Qualcomm Technologies, Inc. is looking to develop, implement, and optimize cutting-edge machine learning techniques, frameworks, and tools to enable the efficient utilization of state-of-the-art solutions across a broad set of technology verticals and designs.
Requirements
- 2+ years of experience with Machine Learning frameworks (e.g., Tensor Flow, Caffe, Caffe 2, Pytorch, Keras).
- 2+ years of experience in embedded system development and optimization with application to a specific problem domain in ML (e.g., NLP, multi-media).
- 2+ years of experience with one or more programming language suitable for machine learning (e.g., Python, R, C, C++).
- 2+ years of experience using statistics and probability (e.g., conditional probability, Bayes rule).

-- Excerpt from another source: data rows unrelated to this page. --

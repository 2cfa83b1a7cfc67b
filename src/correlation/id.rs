use std::sync::atomic::{AtomicU64, Ordering};

use serde::{Deserialize, Serialize};
use uuid::Uuid;

use crate::CorrelationId;

/// Счётчик общий для процесса, чтобы два роутера не выдали один номер.
static NEXT_COUNTER_ID: AtomicU64 = AtomicU64::new(1);

/// Способ генерации идентификаторов корреляции.
#[derive(Debug, Clone, Copy, Default, PartialEq, Eq, Serialize, Deserialize)]
#[serde(rename_all = "lowercase")]
pub enum IdStrategy {
    /// Случайный UUID v4.
    #[default]
    Uuid,
    /// Монотонно растущий счётчик, уникальный в пределах процесса.
    Counter,
}

impl IdStrategy {
    pub fn next_id(&self) -> CorrelationId {
        match self {
            Self::Uuid => CorrelationId::new(Uuid::new_v4().simple().to_string()),
            Self::Counter => {
                let n = NEXT_COUNTER_ID.fetch_add(1, Ordering::Relaxed);
                CorrelationId::new(format!("{n:016x}"))
            }
        }
    }
}
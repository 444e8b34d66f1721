use askama::Template;
use serde::{Deserialize, Serialize};

use crate::recipe_form::StepGroupSnapshot;

use super::PageContext;

#[derive(Template)]
#[template(path = "recipes/add.html")]
pub struct RecipeAddTemplate {
    pub ctx: PageContext,
    /// Pre-rendered recipe form markup.
    pub form_html: String,
    pub step_count: u32,
}

/// `?steps=N` on the recipe preview routes.
#[derive(Deserialize, Debug, Default)]
pub struct StepsQuery {
    pub steps: Option<u32>,
}

/// JSON view of the step section after N steps.
#[derive(Serialize, Debug, Clone)]
pub struct StepsPreviewResponse {
    pub counter: u32,
    pub label: String,
    pub control_label: String,
    pub groups: Vec<StepGroupSnapshot>,
}
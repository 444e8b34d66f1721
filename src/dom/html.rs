use super::{Document, DomError, NodeId, NodeKind};

/// Elements that never carry a closing tag.
const VOID_ELEMENTS: [&str; 8] = ["area", "br", "col", "hr", "img", "input", "link", "meta"];

/// Escape text for use in element content or a double-quoted attribute.
pub fn escape(s: &str) -> String {
    let mut out = String::with_capacity(s.len());
    for c in s.chars() {
        match c {
            '&' => out.push_str("&amp;"),
            '<' => out.push_str("&lt;"),
            '>' => out.push_str("&gt;"),
            '"' => out.push_str("&quot;"),
            '\'' => out.push_str("&#39;"),
            _ => out.push(c),
        }
    }
    out
}

/// Serialize `node` and its subtree to HTML.
///
/// Form values are written back as markup: inputs get a `value` attribute
/// (never for file inputs), a textarea's value becomes its content and the
/// option matching a select's value is marked `selected`.
pub fn render(doc: &Document, node: NodeId) -> Result<String, DomError> {
    let mut out = String::new();
    write_node(doc, node, None, &mut out)?;
    Ok(out)
}

/// Serialize only the children of `node`.
pub fn render_children(doc: &Document, node: NodeId) -> Result<String, DomError> {
    let mut out = String::new();
    let selected = select_value(doc, node)?;
    for child in doc.children(node)? {
        write_node(doc, *child, selected.as_deref(), &mut out)?;
    }
    Ok(out)
}

fn select_value(doc: &Document, node: NodeId) -> Result<Option<String>, DomError> {
    match doc.kind(node)? {
        NodeKind::Element(el) if el.tag == "select" => Ok(Some(el.value.clone())),
        _ => Ok(None),
    }
}

fn write_node(
    doc: &Document,
    node: NodeId,
    selected: Option<&str>,
    out: &mut String,
) -> Result<(), DomError> {
    let el = match doc.kind(node)? {
        NodeKind::Text(text) => {
            out.push_str(&escape(text));
            return Ok(());
        }
        NodeKind::Element(el) => el,
    };

    out.push('<');
    out.push_str(&el.tag);
    for (name, value) in &el.attributes {
        if el.tag == "input" && name == "value" {
            continue;
        }
        out.push_str(&format!(" {name}=\"{}\"", escape(value)));
    }
    if !el.classes.is_empty() {
        out.push_str(&format!(" class=\"{}\"", escape(&el.classes.join(" "))));
    }
    if el.tag == "input" && !el.value.is_empty() && doc.input_type(node)? != "file" {
        out.push_str(&format!(" value=\"{}\"", escape(&el.value)));
    }
    if el.tag == "option" {
        let option_value = doc.attribute(node, "value")?.unwrap_or_default();
        if selected.is_some_and(|v| !v.is_empty() && v == option_value) {
            out.push_str(" selected");
        }
    }
    out.push('>');

    if VOID_ELEMENTS.contains(&el.tag.as_str()) {
        return Ok(());
    }

    if el.tag == "textarea" {
        out.push_str(&escape(&el.value));
    } else {
        out.push_str(&render_children(doc, node)?);
    }

    out.push_str("</");
    out.push_str(&el.tag);
    out.push('>');
    Ok(())
}
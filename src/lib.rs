//! Vkusnosam recipe form: the "add preparation step" expander, the
//! in-memory document it runs on, and a small actix-web preview surface.

pub mod config;
pub mod dom;
pub mod errors;
pub mod expander;
pub mod handlers;
pub mod recipe_form;
pub mod templates_structs;
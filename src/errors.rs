use actix_web::{HttpResponse, ResponseError};
use askama::Template;
use std::fmt;

use crate::dom::DomError;
use crate::expander::ExpanderError;

#[derive(Debug)]
pub enum AppError {
    Expander(ExpanderError),
    Template(askama::Error),
    Json(serde_json::Error),
    BadRequest(String),
    NotFound,
}

impl fmt::Display for AppError {
    fn fmt(&self, f: &mut fmt::Formatter<'_>) -> fmt::Result {
        match self {
            AppError::Expander(e) => write!(f, "Step form error: {e}"),
            AppError::Template(e) => write!(f, "Template error: {e}"),
            AppError::Json(e) => write!(f, "JSON error: {e}"),
            AppError::BadRequest(msg) => write!(f, "Bad request: {msg}"),
            AppError::NotFound => write!(f, "Not found"),
        }
    }
}

impl ResponseError for AppError {
    fn error_response(&self) -> HttpResponse {
        match self {
            AppError::NotFound => HttpResponse::NotFound().body("Not Found"),
            AppError::BadRequest(msg) => HttpResponse::BadRequest().body(msg.clone()),
            _ => {
                log::error!("{self}");
                HttpResponse::InternalServerError().body("Internal Server Error")
            }
        }
    }
}

impl From<ExpanderError> for AppError {
    fn from(e: ExpanderError) -> Self {
        AppError::Expander(e)
    }
}

impl From<DomError> for AppError {
    fn from(e: DomError) -> Self {
        AppError::Expander(ExpanderError::Dom(e))
    }
}

impl From<askama::Error> for AppError {
    fn from(e: askama::Error) -> Self {
        AppError::Template(e)
    }
}

impl From<serde_json::Error> for AppError {
    fn from(e: serde_json::Error) -> Self {
        AppError::Json(e)
    }
}

/// Render an askama template into an HTML response.
pub fn render(tmpl: impl Template) -> Result<HttpResponse, AppError> {
    let body = tmpl.render()?;
    Ok(HttpResponse::Ok()
        .content_type("text/html; charset=utf-8")
        .body(body))
}
impl Document {
    /// Creates an empty document whose root is a `body` element.
    pub fn new() -> Self {
        let body = Node {
            kind: NodeKind::Element(ElementData { tag: "body".to_string(), ..Default::default() }),
            parent: None,
            children: Vec::new(),
        };
        Self { nodes: vec![body], root: NodeId(0) }
    }

    pub fn root(&self) -> NodeId {
        self.root
    }

    fn push(&mut self, kind: NodeKind) -> NodeId {
        let id = NodeId(self.nodes.len());
        self.nodes.push(Node { kind, parent: None, children: Vec::new() });
        id
    }

    fn node(&self, id: NodeId) -> Result<&Node, DomError> {
        self.nodes.get(id.0).ok_or(DomError::UnknownNode(id))
    }

    fn node_mut(&mut self, id: NodeId) -> Result<&mut Node, DomError> {
        self.nodes.get_mut(id.0).ok_or(DomError::UnknownNode(id))
    }

    pub fn element(&self, id: NodeId) -> Result<&ElementData, DomError> {
        match &self.node(id)?.kind {
            NodeKind::Element(el) => Ok(el),
            NodeKind::Text(_) => Err(DomError::NotAnElement(id)),
        }
    }

    fn element_mut(&mut self, id: NodeId) -> Result<&mut ElementData, DomError> {
        match &mut self.node_mut(id)?.kind {
            NodeKind::Element(el) => Ok(el),
            NodeKind::Text(_) => Err(DomError::NotAnElement(id)),
        }
    }

    pub fn kind(&self, id: NodeId) -> Result<&NodeKind, DomError> {
        Ok(&self.node(id)?.kind)
    }

    pub fn is_element(&self, id: NodeId) -> bool {
        matches!(self.nodes.get(id.0), Some(Node { kind: NodeKind::Element(_), .. }))
    }

    // ------------------------------------------------------------------
    // Tree construction
    // ------------------------------------------------------------------

    /// Creates a detached element.
    pub fn create_element(&mut self, tag: &str) -> NodeId {
        self.push(NodeKind::Element(ElementData {
            tag: tag.to_ascii_lowercase(),
            ..Default::default()
        }))
    }

    /// Creates a detached text node.
    pub fn create_text(&mut self, text: &str) -> NodeId {
        self.push(NodeKind::Text(text.to_string()))
    }

    /// Appends `child` as the last child of `parent`, moving it out of its
    /// previous parent if it had one.
    pub fn append_child(&mut self, parent: NodeId, child: NodeId) -> Result<(), DomError> {
        self.element(parent)?;
        self.node(child)?;
        if self.contains(child, parent)? {
            return Err(DomError::Cycle { parent, child });
        }
        self.detach(child)?;
        self.node_mut(child)?.parent = Some(parent);
        self.node_mut(parent)?.children.push(child);
        Ok(())
    }

    /// Detaches `id` and its subtree from the document. Removing a node that
    /// is already detached is a no-op.
    pub fn remove(&mut self, id: NodeId) -> Result<(), DomError> {
        self.detach(id)
    }

    fn detach(&mut self, id: NodeId) -> Result<(), DomError> {
        if let Some(parent) = self.node(id)?.parent {
            self.node_mut(parent)?.children.retain(|c| *c != id);
            self.node_mut(id)?.parent = None;
        }
        Ok(())
    }

    /// Structural copy of `id` and everything below it, values included.
    /// The copy is detached.
    pub fn deep_clone(&mut self, id: NodeId) -> Result<NodeId, DomError> {
        let source = self.node(id)?;
        let kind = source.kind.clone();
        let children = source.children.clone();
        let copy = self.push(kind);
        for child in children {
            let child_copy = self.deep_clone(child)?;
            self.nodes[child_copy.0].parent = Some(copy);
            self.nodes[copy.0].children.push(child_copy);
        }
        Ok(copy)
    }

    // ------------------------------------------------------------------
    // Navigation
    // ------------------------------------------------------------------

    pub fn parent(&self, id: NodeId) -> Result<Option<NodeId>, DomError> {
        Ok(self.node(id)?.parent)
    }

    pub fn children(&self, id: NodeId) -> Result<&[NodeId], DomError> {
        Ok(&self.node(id)?.children)
    }

    /// True when `node` is `ancestor` or lies somewhere below it.
    pub fn contains(&self, ancestor: NodeId, node: NodeId) -> Result<bool, DomError> {
        self.node(ancestor)?;
        let mut cursor = Some(node);
        while let Some(current) = cursor {
            if current == ancestor {
                return Ok(true);
            }
            cursor = self.node(current)?.parent;
        }
        Ok(false)
    }

    /// True when the node is reachable from the document root.
    pub fn is_attached(&self, id: NodeId) -> bool {
        self.contains(self.root, id).unwrap_or(false)
    }

    pub fn next_element_sibling(&self, id: NodeId) -> Result<Option<NodeId>, DomError> {
        let Some(parent) = self.node(id)?.parent else {
            return Ok(None);
        };
        let siblings = &self.node(parent)?.children;
        let next = siblings
            .iter()
            .skip_while(|s| **s != id)
            .skip(1)
            .find(|s| self.is_element(**s))
            .copied();
        Ok(next)
    }

    /// Pre-order list of every node below `id`, excluding `id` itself.
    pub fn descendants(&self, id: NodeId) -> Result<Vec<NodeId>, DomError> {
        let mut out = Vec::new();
        let mut stack: Vec<NodeId> = self.node(id)?.children.iter().rev().copied().collect();
        while let Some(current) = stack.pop() {
            out.push(current);
            stack.extend(self.node(current)?.children.iter().rev().copied());
        }
        Ok(out)
    }

    // ------------------------------------------------------------------
    // Queries
    // ------------------------------------------------------------------

    /// First attached element whose `id` attribute equals `value`.
    pub fn get_element_by_id(&self, value: &str) -> Option<NodeId> {
        self.descendants(self.root)
            .ok()?
            .into_iter()
            .find(|n| self.attribute(*n, "id").ok().flatten() == Some(value))
    }

    pub fn first_by_class(&self, scope: NodeId, class: &str) -> Result<Option<NodeId>, DomError> {
        Ok(self.all_by_class(scope, class)?.into_iter().next())
    }

    pub fn all_by_class(&self, scope: NodeId, class: &str) -> Result<Vec<NodeId>, DomError> {
        Ok(self
            .descendants(scope)?
            .into_iter()
            .filter(|n| self.has_class(*n, class).unwrap_or(false))
            .collect())
    }

    /// Every input, select and textarea below `scope`, in document order.
    pub fn form_fields(&self, scope: NodeId) -> Result<Vec<NodeId>, DomError> {
        Ok(self
            .descendants(scope)?
            .into_iter()
            .filter(|n| {
                self.element(*n)
                    .map(|el| FIELD_TAGS.contains(&el.tag.as_str()))
                    .unwrap_or(false)
            })
            .collect())
    }

    // ------------------------------------------------------------------
    // Element state
    // ------------------------------------------------------------------

    pub fn tag(&self, id: NodeId) -> Result<&str, DomError> {
        Ok(&self.element(id)?.tag)
    }

    pub fn attribute(&self, id: NodeId, name: &str) -> Result<Option<&str>, DomError> {
        Ok(self
            .element(id)?
            .attributes
            .iter()
            .find(|(k, _)| k == name)
            .map(|(_, v)| v.as_str()))
    }

    /// Sets an attribute. `class` is routed to the class list.
    pub fn set_attribute(&mut self, id: NodeId, name: &str, value: &str) -> Result<(), DomError> {
        let el = self.element_mut(id)?;
        if name == "class" {
            el.classes = value.split_whitespace().map(str::to_string).collect();
            return Ok(());
        }
        match el.attributes.iter_mut().find(|(k, _)| k == name) {
            Some((_, v)) => *v = value.to_string(),
            None => el.attributes.push((name.to_string(), value.to_string())),
        }
        Ok(())
    }

    pub fn has_class(&self, id: NodeId, class: &str) -> Result<bool, DomError> {
        Ok(self.element(id)?.classes.iter().any(|c| c == class))
    }

    pub fn add_class(&mut self, id: NodeId, class: &str) -> Result<(), DomError> {
        let el = self.element_mut(id)?;
        if !el.classes.iter().any(|c| c == class) {
            el.classes.push(class.to_string());
        }
        Ok(())
    }

    pub fn value(&self, id: NodeId) -> Result<&str, DomError> {
        Ok(&self.element(id)?.value)
    }

    pub fn set_value(&mut self, id: NodeId, value: &str) -> Result<(), DomError> {
        self.element_mut(id)?.value = value.to_string();
        Ok(())
    }

    /// Field type as a browser reports it: the `type` attribute for inputs
    /// (`text` when absent), the tag name for everything else.
    pub fn input_type(&self, id: NodeId) -> Result<String, DomError> {
        let el = self.element(id)?;
        if el.tag != "input" {
            return Ok(el.tag.clone());
        }
        let ty = el
            .attributes
            .iter()
            .find(|(k, _)| k == "type")
            .map(|(_, v)| v.to_ascii_lowercase())
            .unwrap_or_else(|| "text".to_string());
        Ok(ty)
    }

    /// Concatenated text of every text node below `id`.
    pub fn text_content(&self, id: NodeId) -> Result<String, DomError> {
        if let NodeKind::Text(text) = &self.node(id)?.kind {
            return Ok(text.clone());
        }
        let mut out = String::new();
        for node in self.descendants(id)? {
            if let NodeKind::Text(text) = &self.node(node)?.kind {
                out.push_str(text);
            }
        }
        Ok(out)
    }

    /// Replaces every child of `id` with a single text node.
    pub fn set_text_content(&mut self, id: NodeId, text: &str) -> Result<(), DomError> {
        self.element(id)?;
        let old = std::mem::take(&mut self.node_mut(id)?.children);
        for child in old {
            self.node_mut(child)?.parent = None;
        }
        let text_node = self.create_text(text);
        self.append_child(id, text_node)
    }
}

- 1+ year of experience with low level interactions between operating systems (e.g., Linux, Android, QNX) and Hardware.
- Experience with ONNX Runtime, Executorch and TFLite/LiteRT frameworks.
- Experience with machine learning techniques, frameworks, and tools
Responsibilities
- Design, develop, and optimize features for the Qualcomm AI Stack SDKs and tools to support execution of the latest neural networks on Snapdragon platforms.
- Design, develop, and optimize features for ONNX Runtime Execution Provider, ExecuTorch Edge IR graph lowering stack, and LiteRT delegates.
- Validate, analyze, and optimize the performance and accuracy of software through detailed testing of machine learning use cases.
- Assist in debugging complex issues, perform root cause analysis, and ensure high system reliability.
- Collaborate with cross-functional teams to deliver robust, scalable AI software solutions.
- Assist in feature development and application of machine learning techniques into products and AI solutions, enabling customers to do the same.
- Contribute to a culture of technical excellence, knowledge sharing, and continuous improvement within the AI Software team.
Other
- Bachelor's degree in Computer Science, Engineering, Information Systems, or related field and 2+ years of Hardware Engineering, Software Engineering, Systems Engineering, or related work experience.
- Master's degree in Computer Science, Engineering, Information Systems, or related field and 1+ year of Hardware Engineering, Software Engineering, Systems Engineering, or related work experience.
- PhD in Computer Science, Engineering, Information Systems, or related field.
- Works independently with minimal supervision.
- Decision-making may affect work beyond immediate work group.